Por: Andrés Quintero Olmos.
Una economía como la colombiana, que tiene una mano de obra diez veces más onerosa que la mayoría de los países asiáticos, no puede competir en la economía de la imitación sino únicamente en la de la innovación.
Brasil, lo entendió muy bien hace más de dos décadas. Su sector agrícola, que concentra hoy más de 33% del empleo del país, ha sido catalogado por la FAO como el de mayor avance tecnológico en los últimos años: Brasil tuvo en la década de los 2000 el principal crecimiento agrícola en el mundo. Su agroindustria representa, hoy, 25% de su PIB y el sector agrícola crece al doble que el ritmo nacional. El Estado brasileño no logró estos resultados gratuitamente; invirtió sin contar en la investigación científica y desarrollo agroindustrial.

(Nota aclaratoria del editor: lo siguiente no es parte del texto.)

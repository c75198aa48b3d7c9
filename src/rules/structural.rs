//! Checks that look beyond a single field: the reference graph, credentials
//! spread over several properties, parse notes.

use serde_json::Value;

use crate::error::{LintError, Result};
use crate::finding::Severity;
use crate::model::ResourceKind;

use super::{PIPELINES, Rule, RuleContext, Scope, Subject};

const LINKED_SERVICES: &[ResourceKind] = &[ResourceKind::LinkedService];

/// Pipelines nothing starts: no trigger reaches them and no other pipeline calls them
pub struct MasterPipelineRule;

impl Rule for MasterPipelineRule {
    fn id(&self) -> &str {
        "master-pipeline-without-trigger"
    }

    fn description(&self) -> &str {
        "Master Pipeline(s) without any triggers attached. Directly or indirectly."
    }

    fn severity(&self) -> Severity {
        Severity::Medium
    }

    fn scope(&self) -> Scope {
        Scope::Kinds(PIPELINES)
    }

    fn evaluate(&self, subject: Subject<'_>, ctx: &RuleContext<'_>) -> Result<Vec<String>> {
        let Some(pipeline) = subject.resource() else {
            return Ok(Vec::new());
        };
        let id = pipeline.id();
        if ctx.graph.is_trigger_reachable(id) || !ctx.graph.is_call_root(id) {
            // Child pipelines are reported through the master that calls them
            return Ok(Vec::new());
        }

        if ctx.graph.pipeline_callers(id).next().is_none() {
            Ok(vec!["Does not have any triggers attached.".to_string()])
        } else {
            Ok(vec![
                "Does not have any triggers attached; only called from its own pipeline call cycle.".to_string(),
            ])
        }
    }
}

/// Resources of one kind that nothing uses
pub struct OrphanRule {
    kind: ResourceKind,
    id: String,
    description: String,
    kinds: &'static [ResourceKind],
}

impl OrphanRule {
    pub fn new(kind: ResourceKind) -> Self {
        let (slug, plural, kinds): (&str, &str, &'static [ResourceKind]) = match kind {
            ResourceKind::Pipeline => ("pipeline", "Pipeline(s)", &[ResourceKind::Pipeline]),
            ResourceKind::Dataset => ("dataset", "Dataset(s)", &[ResourceKind::Dataset]),
            ResourceKind::LinkedService => ("linked-service", "Linked Service(s)", &[ResourceKind::LinkedService]),
            ResourceKind::Trigger => ("trigger", "Trigger(s)", &[ResourceKind::Trigger]),
            ResourceKind::DataFlow => ("data-flow", "Data Flow(s)", &[ResourceKind::DataFlow]),
        };

        let description = match kind {
            ResourceKind::Trigger => format!("{} not attached to any pipeline.", plural),
            _ => format!("{} not used by any other resource.", plural),
        };

        Self {
            kind,
            id: format!("orphaned-{}", slug),
            description,
            kinds,
        }
    }
}

impl Rule for OrphanRule {
    fn id(&self) -> &str {
        &self.id
    }

    fn description(&self) -> &str {
        &self.description
    }

    fn severity(&self) -> Severity {
        Severity::Medium
    }

    fn scope(&self) -> Scope {
        Scope::Kinds(self.kinds)
    }

    fn evaluate(&self, subject: Subject<'_>, ctx: &RuleContext<'_>) -> Result<Vec<String>> {
        let Some(resource) = subject.resource() else {
            return Ok(Vec::new());
        };
        if resource.kind() != self.kind || !ctx.graph.is_orphaned(resource.id()) {
            return Ok(Vec::new());
        }

        let message = match self.kind {
            ResourceKind::Trigger => "Not attached to any pipeline.",
            _ => "Not used by any other resource.",
        };
        Ok(vec![message.to_string()])
    }
}

/// Credentials held inline in a linked service instead of in Key Vault
pub struct KeyVaultRule;

impl KeyVaultRule {
    /// Whether a property value pulls its secret from Key Vault
    fn is_key_vault_secret(value: &Value) -> bool {
        match value {
            Value::Object(map) => {
                map.get("type").and_then(Value::as_str) == Some("AzureKeyVaultSecret")
                    || map.contains_key("secretName")
            }
            other => other.to_string().contains("secretName"),
        }
    }
}

impl Rule for KeyVaultRule {
    fn id(&self) -> &str {
        "linked-service-key-vault"
    }

    fn description(&self) -> &str {
        "Linked Service(s) not using Azure Key Vault to store credentials."
    }

    fn severity(&self) -> Severity {
        Severity::High
    }

    fn scope(&self) -> Scope {
        Scope::Kinds(LINKED_SERVICES)
    }

    fn evaluate(&self, subject: Subject<'_>, ctx: &RuleContext<'_>) -> Result<Vec<String>> {
        let Some(service) = subject.resource() else {
            return Ok(Vec::new());
        };
        if service.declared_type() == Some("AzureKeyVault") {
            return Ok(Vec::new());
        }

        let properties = match service.payload().get("typeProperties") {
            None | Some(Value::Null) => return Ok(Vec::new()),
            Some(Value::Object(map)) => map,
            Some(_) => {
                return Err(LintError::rule(self.id(), "typeProperties is not an object"));
            }
        };

        Ok(properties
            .iter()
            .filter(|(name, value)| ctx.settings.is_sensitive_property(name) && !Self::is_key_vault_secret(value))
            .map(|(name, _)| format!("Property '{}' is not stored in Key Vault.", name))
            .collect())
    }
}

/// References to resources that are not in the document
pub struct DanglingReferenceRule;

impl Rule for DanglingReferenceRule {
    fn id(&self) -> &str {
        "dangling-reference"
    }

    fn description(&self) -> &str {
        "Resource(s) referencing a resource that is not declared in the template."
    }

    fn severity(&self) -> Severity {
        Severity::High
    }

    fn scope(&self) -> Scope {
        Scope::ALL_KINDS
    }

    fn evaluate(&self, subject: Subject<'_>, ctx: &RuleContext<'_>) -> Result<Vec<String>> {
        let Some(resource) = subject.resource() else {
            return Ok(Vec::new());
        };
        Ok(ctx
            .graph
            .missing_references(resource.id())
            .map(|missing| format!("References {}, which is not declared in the template.", missing))
            .collect())
    }
}

/// Non-fatal problems the parser found inside a resource
pub struct MissingFieldRule;

impl Rule for MissingFieldRule {
    fn id(&self) -> &str {
        "missing-field"
    }

    fn description(&self) -> &str {
        "Resource(s) with malformed or missing fields that were ignored."
    }

    fn severity(&self) -> Severity {
        Severity::Low
    }

    fn scope(&self) -> Scope {
        Scope::ALL_KINDS
    }

    fn evaluate(&self, subject: Subject<'_>, _ctx: &RuleContext<'_>) -> Result<Vec<String>> {
        Ok(subject
            .resource()
            .map(|resource| resource.notes().to_vec())
            .unwrap_or_default())
    }
}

Si Colombia no da este salto de inversión estatal en agricultura avanzada, si no adecua el escenario jurídico de las licencias ambientales y del aprovechamiento tributario de las tierras cultivables, si no se crea un banco de tierras estatales que concesione el uso de éstas al sector privado, etc. la nación nunca se podrá convertir en la gran exportadora de productos agrícolas que todos anhelamos, sino que se mantendrá en mera importadora tanto de productos básicos alimentarios como de conocimiento.
Hoy, tristemente nuestros jóvenes están más pendiente de estudiar abogacía, economía y administración de empresa que ingeniería, química, matemática, agronomía, informática, biología o física. Si el Estado colombiano no incita al sector privado y no invierte suficientemente en la educación universitaria avanzada de estas carreras y en la investigación científica pertinente, Colombia no podrá aprovechar el auge tecnológico que se avecina, en donde habrá una revolución increíble de la nanotecnología, la biotecnología, la agroindustria, el “big data”, la robótica, las impresoras 3D y los computadores cuánticos.
Mientras tanto, y lastimosamente, en Colombia el debate es otro: el Gobierno sólo promueve el desarrollo del país desde La Habana. Como lo expresa Miguel Gómez, en su última columna, “La Habana se ha convertido en la excusa para no gobernar. Pareciera que el Gobierno ha terminado por creer su propio discurso de que el desempleo, la baja productividad, los problemas estructurales de competitividad, el retraso tecnológico, la ausencia de justicia, la corrupción, el déficit fiscal, la inseguridad ciudadana se van a corregir con la firma del acuerdo”.
Cuando en el Parlamento francés los debates se desviaban y no se lograba cambiar la realidad, Víctor Hugo solía afirmar lo siguiente: “¿Cuál es nuestro actual y más grande peligro? La ignorancia, la ignorancia, más allá de la pobreza. Es a favor de la ignorancia que ciertas fatales doctrinas pasan del espíritu despiadado de los teóricos a la mente confusa de las multitudes. El día que la ignorancia desparezca, los sofismos se desvanecerán”. Ojalá el día que el proceso de la Habana desaparezca, volvamos a debatir los temas esenciales de nuestro progreso, y los sofismas desparezcan; pero quizás ya sea muy tarde.